Chemsex is the use of certain drugs to enhance or prolong sex, usually in group or hook‑up settings, and it matters because it’s now seen as a serious public‑health and mental‑health issue in many cities worldwide.

What is chemsex?

  • The word combines “chemical” and “sex” and usually refers to sex that involves psychoactive or disinhibiting drugs, often taken intentionally to change how sex feels or how long it lasts.
  • It has been most commonly described among gay, bisexual and other men who have sex with men (including some trans people), especially in app‑based hook‑up cultures, though anyone can be involved.
  • Common “chems” include stimulants like crystal methamphetamine, mephedrone and cocaine, and drugs like GBL/GHB; they are often combined, which sharply increases risks.

In many communities, people will also refer to this as “party and play” (PnP) or similar slang, but the core idea is the same: using drugs specifically around sex.

Why does chemsex matter?

1. Health and overdose risks

  • Stimulants and GHB/GBL can cause overdose, loss of consciousness, breathing problems, heart strain and, in some cases, death; London police data suggest chemsex‑related drugs were linked to around three deaths a month in 2023 in that city alone.
  • Emergency services in some major cities now report daily or near‑daily callouts related to chemsex drugs, showing it is no longer a rare phenomenon but a routine burden on health systems.
  • Mixing multiple chems, or combining them with alcohol or certain medications (including some HIV treatments or mental‑health meds), can magnify toxicity and make dosing unpredictable.

2. Sexual health and HIV/STI concerns

  • Because chems lower inhibitions, people may have longer sessions with multiple partners, use condoms less consistently, or find it harder to negotiate boundaries, which can increase HIV and STI transmission risks.
  • Public‑health organisations describe chemsex as a “growing global public health concern” precisely because it sits at the intersection of drug use, HIV, hepatitis and other STIs.
  • Some clinics now report that a significant share of their drug‑related presentations or sexual‑health complications are linked to chemsex, which pushes services to adapt specifically to this pattern of use.
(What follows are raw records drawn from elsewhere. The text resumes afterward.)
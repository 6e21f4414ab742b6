//! Scene-export document loading.
//!
//! FModel dumps a cooked asset as a JSON array of exported objects. The
//! animation blueprint's node graph lives on the record whose `Type` is
//! the blueprint's generated class (`ABP_..._C`); its `Properties` map
//! holds one entry per graph node, keyed by node name, in document order.

use std::path::Path;

use serde_json::{Map, Value};

use super::{ExportError, ExportResult};

/// A parsed scene-export document: the flat list of exported records.
pub struct SceneDocument {
    records: Vec<Value>,
}

impl SceneDocument {
    /// Parse a document from JSON text. The root must be an array of
    /// records; anything else is a parse error.
    pub fn parse(content: &str) -> ExportResult<Self> {
        let records: Vec<Value> = serde_json::from_str(content)?;
        Ok(Self { records })
    }

    /// Load a document from a file on disk.
    pub fn load<P: AsRef<Path>>(path: P) -> ExportResult<Self> {
        let content = std::fs::read_to_string(path)?;
        Self::parse(&content)
    }

    /// Find the record whose `Type` equals `class` and return its node
    /// property map.
    ///
    /// The map preserves document order; iterating it decides the order
    /// of the emitted object blocks.
    pub fn node_properties(&self, class: &str) -> ExportResult<&Map<String, Value>> {
        let record = self
            .records
            .iter()
            .find(|record| record.get("Type").and_then(Value::as_str) == Some(class))
            .ok_or_else(|| ExportError::NotFound(class.to_string()))?;

        record
            .get("Properties")
            .and_then(Value::as_object)
            .ok_or_else(|| ExportError::MissingField {
                key: class.to_string(),
                field: "Properties".to_string(),
            })
    }

    /// Scan for the animation blueprint class this document was exported
    /// from.
    ///
    /// FModel writes the generated class as an `Outer` reference ending in
    /// `_C`; the first such value names the blueprint.
    pub fn detect_blueprint_class(&self) -> Option<&str> {
        self.records
            .iter()
            .filter_map(|record| record.get("Outer").and_then(Value::as_str))
            .find(|outer| outer.ends_with("_C"))
    }

    /// Number of top-level records in the export.
    pub fn record_count(&self) -> usize {
        self.records.len()
    }
}

#[cfg(test)]
mod tests {
    use super::*;

    #[test]
    fn test_parse_and_find_properties() {
        let content = r#"[
            { "Type": "Function", "Name": "ExecuteUbergraph" },
            {
                "Type": "ABP_Test_C",
                "Name": "Default__ABP_Test_C",
                "Properties": {
                    "Zed": {},
                    "Alpha": {},
                    "Mid": {}
                }
            }
        ]"#;

        let document = SceneDocument::parse(content).unwrap();
        assert_eq!(document.record_count(), 2);

        let props = document.node_properties("ABP_Test_C").unwrap();
        let keys: Vec<&str> = props.keys().map(String::as_str).collect();

        // Document order, not lexical order
        assert_eq!(keys, vec!["Zed", "Alpha", "Mid"]);
    }

    #[test]
    fn test_missing_class_is_not_found() {
        let document = SceneDocument::parse("[]").unwrap();

        match document.node_properties("ABP_Missing_C") {
            Err(ExportError::NotFound(class)) => assert_eq!(class, "ABP_Missing_C"),
            other => panic!("expected NotFound, got {:?}", other.map(|_| ())),
        }
    }

    #[test]
    fn test_record_without_properties() {
        let content = r#"[ { "Type": "ABP_Test_C" } ]"#;
        let document = SceneDocument::parse(content).unwrap();

        match document.node_properties("ABP_Test_C") {
            Err(ExportError::MissingField { key, field }) => {
                assert_eq!(key, "ABP_Test_C");
                assert_eq!(field, "Properties");
            }
            other => panic!("expected MissingField, got {:?}", other.map(|_| ())),
        }
    }

    #[test]
    fn test_malformed_json_is_parse_error() {
        match SceneDocument::parse("not json at all") {
            Err(ExportError::Parse(_)) => {}
            other => panic!("expected Parse, got {:?}", other.map(|_| ())),
        }

        // A non-array root is malformed too
        match SceneDocument::parse("{}") {
            Err(ExportError::Parse(_)) => {}
            other => panic!("expected Parse, got {:?}", other.map(|_| ())),
        }
    }

    #[test]
    fn test_detect_blueprint_class() {
        let content = r#"[
            { "Type": "Function", "Outer": "SomePackage" },
            { "Type": "AnimGraphNode_CopyBone", "Outer": "ABP_Ch020_C" },
            { "Type": "AnimGraphNode_ModifyBone", "Outer": "ABP_Ch021_C" }
        ]"#;

        let document = SceneDocument::parse(content).unwrap();
        assert_eq!(document.detect_blueprint_class(), Some("ABP_Ch020_C"));

        let none = SceneDocument::parse(r#"[ { "Outer": "NotAClass" } ]"#).unwrap();
        assert_eq!(none.detect_blueprint_class(), None);
    }
}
3. Mental health, consent and safety

  • Episodes can last many hours or days, often with little sleep or food, which can worsen anxiety, low mood, psychosis‑like experiences or comedowns afterwards.
  • Blurred memory and impaired judgment can make it harder to give or verify informed consent, and some people report regretted encounters, coercion or assault that they only piece together after the fact.
  • Shame and stigma—around sexuality, drug use or both—can stop people from seeking help early, allowing problems to deepen before they reach services.

4. Why it’s a “trending topic” now

  • Recent investigations in the UK and Europe have described chemsex as a “silent crisis”, with rising deaths and ambulance callouts yet relatively little mainstream attention.
  • In March 2026, for example, court reports about former UK MP Crispin Blunt mentioned that he attended chemsex parties and possessed drugs like crystal meth and GBL, which pushed the term back into the political news cycle.
  • International forums and symposia dedicated to chemsex—bringing together responders, clinicians, researchers and community workers—have grown, reflecting recognition that this is now a structured public‑health topic rather than just a niche subculture.

How people are responding (forums, services, harm reduction)

  • Dedicated chemsex forums and online groups now connect hundreds of responders, peer supporters, clinicians and people with lived experience to share strategies, research and practical support.
  • Harm‑reduction organisations emphasise non‑judgmental care: asking open questions about sex and drug use, supporting people with information, condoms, HIV prevention (like PrEP), and safer‑use advice rather than only telling them to stop.
  • New guidelines for clinicians encourage frank, stigma‑free conversations so patients feel safe talking about chemsex, which is often the only way to spot risks and offer timely help.

Mini FAQ: key points at a glance

  • Is chemsex only about gay men?
    No, but most research and services have focused on gay, bi and other men who have sex with men, where the pattern was first documented in detail.
  • Is this mainly a “party” thing or a medical issue?
    It’s both: people describe pleasure, intimacy and community, but health systems now see clear patterns of overdose, mental‑health crises and infections that make it a significant medical and social issue.
  • Why does it keep showing up in the news?
    Because of clusters of deaths, criminal cases linked to chemsex parties, and evidence that some cities are seeing a wave of HIV or other harms associated with these gatherings.
  • What’s the bottom line?
    Chemsex matters because it sits at the crossroads of sexuality, drugs, consent and public health, and ignoring it leaves people at higher risk and services unprepared.

TL;DR: What is chemsex and why does it matter? It is using specific drugs around sex to change or intensify the experience, and it matters today because it is driving a visible but often “silent” crisis in overdose, HIV/STIs and mental health, while also raising hard questions about consent, stigma and how health systems should respond.

Information gathered from public forums or data available on the internet and portrayed here.